Watch Rush Watch Now free Putlocker

Watch Rush Watch Now Watch Rush Free Watch

Hollywood loves cut-and-dried stories like the bitter battle between James Hunt and Niki Lauda for the memorable 1976 Formula One world championship: two men, with diametrically opposed temperaments, each literally defying death to gain supremacy over his rival.

It says much for Rush that it’s more complex and satisfying than that bare-bones plot suggests. With motorsport films, the bar is set rather low; they can seem like vanity projects. Stars such as Steve McQueen and Paul Newman once indulged their private love for very fast cars by portraying racing drivers, without fretting too much about decent scripts. Asif Kapadia’s Senna managed to be both thoughtful and visceral, but that was a documentary.

Rush breaks the mould; its racing scenes are thrilling, and the personal dynamics in the pits and away from the track genuinely intriguing. Here’s a Formula One story that’s not just for petrolheads. Of course, it’s not really a Hollywood picture at all, but a generously budgeted independent film. Rush combines studios’ production values and their penchant for action with British-flavoured storytelling. No coincidence that Working Title’s Eric Fellner, a producer on Senna, has a similar function here.

Australian actor Chris Hemsworth (Thor) takes the apparent star role as the blond, glamorous English playboy Hunt, driving for McLaren, widely regarded as a casual risk-taker on the track: a man routinely pictured with a glass of champagne and two or three biddable young women clinging to his limbs. In an early scene, he staggers bloodied from a racetrack into a hospital and announces himself, 007 style, as “Hunt. James Hunt.” Within minutes he’s having sex (behind screens) with the nurse treating him.

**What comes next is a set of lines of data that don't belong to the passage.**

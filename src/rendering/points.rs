//! Instanced point-sprite pass for the particle field.

use wgpu::util::DeviceExt;

use super::fullscreen::uniform_layout;
use crate::scene::{ParticleInstance, ParticleUniforms};

/// Vertices per sprite quad (two triangles)
const QUAD_VERTICES: u32 = 6;

pub struct PointPass {
    pipeline: wgpu::RenderPipeline,
    uniform_buffer: wgpu::Buffer,
    bind_group: wgpu::BindGroup,
    instance_buffer: wgpu::Buffer,
    instance_count: u32,
}

impl PointPass {
    pub fn new(
        device: &wgpu::Device,
        format: wgpu::TextureFormat,
        instances: &[ParticleInstance],
    ) -> Self {
        let shader = device.create_shader_module(wgpu::ShaderModuleDescriptor {
            label: Some("Particle Shader"),
            source: wgpu::ShaderSource::Wgsl(include_str!("../shaders/particles.wgsl").into()),
        });

        let instance_buffer = device.create_buffer_init(&wgpu::util::BufferInitDescriptor {
            label: Some("Particle Instance Buffer"),
            contents: bytemuck::cast_slice(instances),
            usage: wgpu::BufferUsages::VERTEX,
        });

        let uniform_buffer = device.create_buffer(&wgpu::BufferDescriptor {
            label: Some("Particle Uniform Buffer"),
            size: std::mem::size_of::<ParticleUniforms>() as wgpu::BufferAddress,
            usage: wgpu::BufferUsages::UNIFORM | wgpu::BufferUsages::COPY_DST,
            mapped_at_creation: false,
        });

        let bind_group_layout = uniform_layout(device, "Particle Bind Group Layout");
        let bind_group = device.create_bind_group(&wgpu::BindGroupDescriptor {
            label: Some("Particle Bind Group"),
            layout: &bind_group_layout,
            entries: &[wgpu::BindGroupEntry {
                binding: 0,
                resource: uniform_buffer.as_entire_binding(),
            }],
        });

        let pipeline_layout = device.create_pipeline_layout(&wgpu::PipelineLayoutDescriptor {
            label: Some("Particle Pipeline Layout"),
            bind_group_layouts: &[&bind_group_layout],
            push_constant_ranges: &[],
        });

        // Additive: overlapping sprites brighten, never occlude
        let additive = wgpu::BlendState {
            color: wgpu::BlendComponent {
                src_factor: wgpu::BlendFactor::SrcAlpha,
                dst_factor: wgpu::BlendFactor::One,
                operation: wgpu::BlendOperation::Add,
            },
            alpha: wgpu::BlendComponent {
                src_factor: wgpu::BlendFactor::Zero,
                dst_factor: wgpu::BlendFactor::One,
                operation: wgpu::BlendOperation::Add,
            },
        };

        let pipeline = device.create_render_pipeline(&wgpu::RenderPipelineDescriptor {
            label: Some("Particle Pipeline"),
            layout: Some(&pipeline_layout),
            vertex: wgpu::VertexState {
                module: &shader,
                entry_point: Some("vs_main"),
                buffers: &[wgpu::VertexBufferLayout {
                    array_stride: std::mem::size_of::<ParticleInstance>() as wgpu::BufferAddress,
                    step_mode: wgpu::VertexStepMode::Instance,
                    attributes: &[
                        wgpu::VertexAttribute {
                            offset: 0,
                            shader_location: 0,
                            format: wgpu::VertexFormat::Float32x3,
                        },
                        wgpu::VertexAttribute {
                            offset: std::mem::size_of::<[f32; 3]>() as wgpu::BufferAddress,
                            shader_location: 1,
                            format: wgpu::VertexFormat::Float32x3,
                        },
                    ],
                }],
                compilation_options: Default::default(),
            },
            fragment: Some(wgpu::FragmentState {
                module: &shader,
                entry_point: Some("fs_main"),
                targets: &[Some(wgpu::ColorTargetState {
                    format,
                    blend: Some(additive),
                    write_mask: wgpu::ColorWrites::ALL,
                })],
                compilation_options: Default::default(),
            }),
            primitive: wgpu::PrimitiveState {
                topology: wgpu::PrimitiveTopology::TriangleList,
                strip_index_format: None,
                front_face: wgpu::FrontFace::Ccw,
                cull_mode: None,
                polygon_mode: wgpu::PolygonMode::Fill,
                unclipped_depth: false,
                conservative: false,
            },
            depth_stencil: None,
            multisample: wgpu::MultisampleState::default(),
            multiview: None,
            cache: None,
        });

        Self {
            pipeline,
            uniform_buffer,
            bind_group,
            instance_buffer,
            instance_count: instances.len() as u32,
        }
    }

    pub fn write(&self, queue: &wgpu::Queue, uniforms: &ParticleUniforms) {
        queue.write_buffer(&self.uniform_buffer, 0, bytemuck::bytes_of(uniforms));
    }

    pub fn draw(&self, pass: &mut wgpu::RenderPass<'_>) {
        if self.instance_count == 0 {
            return;
        }
        pass.set_pipeline(&self.pipeline);
        pass.set_bind_group(0, &self.bind_group, &[]);
        pass.set_vertex_buffer(0, self.instance_buffer.slice(..));
        pass.draw(0..QUAD_VERTICES, 0..self.instance_count);
    }
}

The dour Austrian Lauda, driving for the Ferrari team, is played with remarkable conviction by German actor Daniel Brűhl (Inglourious Basterds). Lauda was methodical, industrious, a cerebral assessor of risk, and generally not much fun. “You’re just a party boy,” he sneers at Hunt. What perfect rivals.

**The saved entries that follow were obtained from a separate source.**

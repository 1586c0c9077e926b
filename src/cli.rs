//! Command-line argument parsing.

use std::path::PathBuf;

use clap::Parser;
use tracing::info;

use crate::audio::Track;
use crate::error::Result;
use crate::params::VisualizerConfig;
use crate::scene::{Mood, Theme};

/// Command line arguments
#[derive(Parser, Debug)]
#[command(name = "moodscope")]
#[command(about = "Audio-reactive mood visualizer", long_about = None)]
pub struct Args {
    /// WAV files to play, in order
    #[arg(value_name = "TRACK")]
    pub tracks: Vec<PathBuf>,

    /// Theme: stars, rain, snow, halo (default), rainGlass, aurora
    #[arg(long, value_name = "THEME", default_value = "halo")]
    pub theme: String,

    /// Mood: melancholy, happy, dynamic, neutral
    #[arg(long, value_name = "MOOD", default_value = "neutral")]
    pub mood: String,

    /// TOML file overriding the compiled-in parameters
    #[arg(long, value_name = "FILE")]
    pub config: Option<PathBuf>,

    /// Start playing the first track immediately
    #[arg(long)]
    pub autoplay: bool,

    /// Log filter used when RUST_LOG is unset
    #[arg(long, value_name = "LEVEL", default_value = "info")]
    pub log_level: String,

    /// Window width (logical pixels), overrides the config file
    #[arg(long, value_name = "PIXELS")]
    pub width: Option<u32>,

    /// Window height (logical pixels), overrides the config file
    #[arg(long, value_name = "PIXELS")]
    pub height: Option<u32>,
}

impl Args {
    /// Parse the theme argument, warning on unknown names
    pub fn parse_theme(&self) -> Theme {
        let theme = Theme::parse_or_default(&self.theme);
        info!("Theme: {}", theme);
        theme
    }

    pub fn parse_mood(&self) -> Mood {
        let mood = Mood::from_label(&self.mood);
        info!("Mood: {}", mood);
        mood
    }

    /// Defaults, then the config file, then window-size flags
    pub fn load_config(&self) -> Result<VisualizerConfig> {
        let mut config = match &self.config {
            Some(path) => VisualizerConfig::load(path)?,
            None => VisualizerConfig::default(),
        };
        if let Some(width) = self.width {
            config.render.window_width = width;
        }
        if let Some(height) = self.height {
            config.render.window_height = height;
        }
        Ok(config)
    }

    pub fn track_list(&self) -> Vec<Track> {
        self.tracks.iter().map(|path| Track::local(path)).collect()
    }
}

#[cfg(test)]
mod tests {
    use super::*;

    #[test]
    fn defaults() {
        let args = Args::parse_from(["moodscope"]);
        assert!(args.tracks.is_empty());
        assert_eq!(args.parse_theme(), Theme::Halo);
        assert_eq!(args.parse_mood(), Mood::Neutral);
        assert!(!args.autoplay);
        assert_eq!(args.load_config().unwrap(), VisualizerConfig::default());
    }

    #[test]
    fn tracks_and_overrides() {
        let args = Args::parse_from([
            "moodscope",
            "--theme",
            "aurora",
            "--mood",
            "happy",
            "--width",
            "640",
            "a.wav",
            "b.wav",
        ]);
        assert_eq!(args.parse_theme(), Theme::Aurora);
        assert_eq!(args.parse_mood(), Mood::Happy);

        let tracks = args.track_list();
        assert_eq!(tracks.len(), 2);
        assert_eq!(tracks[1].title, "b");

        let config = args.load_config().unwrap();
        assert_eq!(config.render.window_width, 640);
        assert_eq!(config.render.window_height, 720);
    }

    #[test]
    fn unknown_theme_falls_back() {
        let args = Args::parse_from(["moodscope", "--theme", "lava"]);
        assert_eq!(args.parse_theme(), Theme::Halo);
    }
}
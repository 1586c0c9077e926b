//! Error types for moodscope.

use thiserror::Error;

/// Main error type for the visualizer
#[derive(Error, Debug)]
pub enum VizError {
    #[error("Invalid configuration: {0}")]
    Config(String),

    #[error("I/O error: {0}")]
    Io(#[from] std::io::Error),

    #[error("Config parse error: {0}")]
    Toml(#[from] toml::de::Error),

    #[error("Audio error: {0}")]
    Audio(String),

    #[error("Decode error: {0}")]
    Decode(#[from] hound::Error),

    #[error("Render error: {0}")]
    Render(String),
}

/// Result type alias for moodscope
pub type Result<T> = std::result::Result<T, VizError>;

#[cfg(test)]
mod tests {
    use super::*;

    #[test]
    fn config_error_display() {
        let err = VizError::Config("fft_size must be a power of two".into());
        assert_eq!(
            err.to_string(),
            "Invalid configuration: fft_size must be a power of two"
        );
    }

    #[test]
    fn io_error_converts() {
        let io = std::io::Error::new(std::io::ErrorKind::NotFound, "missing.wav");
        let err: VizError = io.into();
        assert!(matches!(err, VizError::Io(_)));
        assert!(err.to_string().contains("missing.wav"));
    }

    #[test]
    fn toml_error_converts() {
        let parse = toml::from_str::<toml::Value>("= broken").unwrap_err();
        let err: VizError = parse.into();
        assert!(matches!(err, VizError::Toml(_)));
    }
}
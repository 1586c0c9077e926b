//! Moodscope library - audio-reactive mood visualizer

pub mod audio;
pub mod cli;
pub mod error;
pub mod params;
pub mod rendering;
pub mod scene;
pub mod visualizer;

pub use error::{Result, VizError};
pub use visualizer::Visualizer;
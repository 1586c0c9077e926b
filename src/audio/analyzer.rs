//! Spectral analyzer.
//!
//! Taps the playing element once, runs a short windowed FFT over the most
//! recent output samples each frame, and reduces the byte spectrum into an
//! [`AudioStats`] snapshot.
//!
//! Attachment is modelled as a capability: the first successful attach on an
//! element yields an [`AnalysisHandle`], and every later attach on the same
//! element returns that handle without touching the element again (an element
//! can only ever feed one graph). If the platform cannot provide a tap the
//! analyzer latches into a degraded state and returns `None` forever.

use std::f32::consts::PI;
use std::sync::Arc;

use rustfft::{num_complex::Complex, Fft, FftPlanner};
use tracing::{debug, warn};

use super::element::{ElementId, GraphError, MediaElement, StreamSource, StreamTap};
use super::stats::AudioStats;
use crate::params::AnalyzerConfig;

/// Capability token for the single analysis graph of one element
#[derive(Debug, Clone, Copy, PartialEq, Eq, Hash)]
pub struct AnalysisHandle {
    id: u64,
    element: ElementId,
}

impl AnalysisHandle {
    pub fn element(&self) -> ElementId {
        self.element
    }
}

/// Processing context state; sampling requires `Running`
#[derive(Debug, Clone, Copy, PartialEq, Eq, Default)]
pub enum ContextState {
    #[default]
    Suspended,
    Running,
}

/// Tap → windowed FFT → byte spectrum, with the analyser-node defaults
pub struct AnalysisGraph {
    handle: AnalysisHandle,
    tap: Arc<dyn StreamTap>,
    fft: Arc<dyn Fft<f32>>,
    window: Vec<f32>,
    time_domain: Vec<f32>,
    spectrum: Vec<Complex<f32>>,
    scratch: Vec<Complex<f32>>,
    smoothed: Vec<f32>,
    smoothing: f32,
    min_db: f32,
    max_db: f32,
}

impl AnalysisGraph {
    fn new(handle: AnalysisHandle, source: StreamSource, config: &AnalyzerConfig) -> Self {
        let size = config.fft_size;
        let mut planner = FftPlanner::new();
        let fft = planner.plan_fft_forward(size);
        let scratch = vec![Complex::new(0.0, 0.0); fft.get_inplace_scratch_len()];

        Self {
            handle,
            tap: source.tap,
            fft,
            window: (0..size).map(|i| blackman_window(i, size)).collect(),
            time_domain: vec![0.0; size],
            spectrum: vec![Complex::new(0.0, 0.0); size],
            scratch,
            smoothed: vec![0.0; config.bin_count()],
            smoothing: config.smoothing_time_constant,
            min_db: config.min_decibels,
            max_db: config.max_decibels,
        }
    }

    pub fn handle(&self) -> AnalysisHandle {
        self.handle
    }

    pub fn bin_count(&self) -> usize {
        self.smoothed.len()
    }

    /// Fill `out` with byte magnitudes of the latest transform
    pub fn read_byte_frequency_data(&mut self, out: &mut [u8]) {
        self.tap.copy_latest(&mut self.time_domain);

        for ((slot, &sample), &w) in self
            .spectrum
            .iter_mut()
            .zip(&self.time_domain)
            .zip(&self.window)
        {
            *slot = Complex::new(sample * w, 0.0);
        }
        self.fft
            .process_with_scratch(&mut self.spectrum, &mut self.scratch);

        let norm = 1.0 / self.spectrum.len() as f32;
        let range = self.max_db - self.min_db;

        for (k, (smoothed, byte)) in self.smoothed.iter_mut().zip(out.iter_mut()).enumerate() {
            let magnitude = self.spectrum[k].norm() * norm;
            let mut value = self.smoothing * *smoothed + (1.0 - self.smoothing) * magnitude;
            if !value.is_finite() {
                value = 0.0;
            }
            *smoothed = value;

            let db = 20.0 * value.max(f32::MIN_POSITIVE).log10();
            let scaled = (255.0 / range) * (db - self.min_db);
            *byte = scaled.clamp(0.0, 255.0) as u8;
        }
    }
}

/// Blackman window (alpha = 0.16)
pub fn blackman_window(index: usize, size: usize) -> f32 {
    let x = index as f32 / size as f32;
    0.42 - 0.5 * (2.0 * PI * x).cos() + 0.08 * (4.0 * PI * x).cos()
}

/// Converts the playing stream into per-frame [`AudioStats`]
pub struct SpectralAnalyzer {
    config: AnalyzerConfig,
    context: ContextState,
    graph: Option<AnalysisGraph>,
    bins: Vec<u8>,
    sampling: bool,
    degraded: bool,
    next_handle: u64,
}

impl SpectralAnalyzer {
    pub fn new(config: AnalyzerConfig) -> Self {
        let bins = vec![0; config.bin_count()];
        Self {
            config,
            context: ContextState::Suspended,
            graph: None,
            bins,
            sampling: false,
            degraded: false,
            next_handle: 1,
        }
    }

    /// Attach to `element`, building its graph on first use.
    ///
    /// Idempotent per element. Returns `None` when no graph can exist.
    pub fn attach(&mut self, element: &mut dyn MediaElement) -> Option<AnalysisHandle> {
        if self.degraded {
            return None;
        }
        if let Some(graph) = &self.graph {
            if graph.handle.element == element.id() {
                return Some(graph.handle);
            }
        }

        match element.open_stream_source() {
            Ok(source) => {
                let handle = AnalysisHandle {
                    id: self.next_handle,
                    element: source.element,
                };
                self.next_handle += 1;
                debug!(
                    element = %handle.element,
                    fft_size = self.config.fft_size,
                    sample_rate = source.tap.sample_rate(),
                    "analysis graph attached"
                );
                self.graph = Some(AnalysisGraph::new(handle, source, &self.config));
                Some(handle)
            }
            Err(GraphError::AlreadyConnected) => {
                warn!(element = %element.id(), "element already feeds another graph, not re-attaching");
                None
            }
            Err(err @ GraphError::Unsupported(_)) => {
                warn!("analysis disabled: {err}");
                self.degraded = true;
                self.sampling = false;
                None
            }
        }
    }

    /// Resume a suspended context before sampling
    pub fn resume_context(&mut self) {
        if self.context == ContextState::Suspended {
            debug!("resuming analysis context");
            self.context = ContextState::Running;
        }
    }

    /// Playback started: resume, attach (once) and start sampling
    pub fn on_play(&mut self, element: &mut dyn MediaElement) {
        self.resume_context();
        self.sampling = self.attach(element).is_some();
    }

    /// Playback stopped: cancel sampling
    pub fn on_pause(&mut self) {
        self.sampling = false;
    }

    /// Unmount: stop sampling; the graph stays bound to its element
    pub fn detach_sampling(&mut self) {
        if self.sampling {
            debug!("analysis sampling detached");
        }
        self.sampling = false;
    }

    /// Latest snapshot, or `None` when not sampling or no graph exists
    pub fn sample(&mut self) -> Option<AudioStats> {
        if !self.sampling || self.context != ContextState::Running {
            return None;
        }
        let graph = self.graph.as_mut()?;
        graph.read_byte_frequency_data(&mut self.bins);
        Some(AudioStats::from_bins(&self.bins, self.config.partition))
    }

    pub fn handle(&self) -> Option<AnalysisHandle> {
        self.graph.as_ref().map(AnalysisGraph::handle)
    }

    pub fn is_sampling(&self) -> bool {
        self.sampling
    }

    pub fn is_degraded(&self) -> bool {
        self.degraded
    }

    pub fn context_state(&self) -> ContextState {
        self.context
    }
}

Both actors acquit themselves well: Hemsworth, with his lustrous blond locks, is even better-looking than Hunt, if slightly lacking the animal aspects of his sexual magnetism; but he carries off an essentially British brand of insouciance to good effect. Brűhl’s Lauda grows in stature as Rush progresses, and from the film’s turning point – his appalling accident in a Grand Prix at Nűrburgring, where he sustained terrible burns to his head and face and damage to his lungs – he becomes the emotional centre of the story.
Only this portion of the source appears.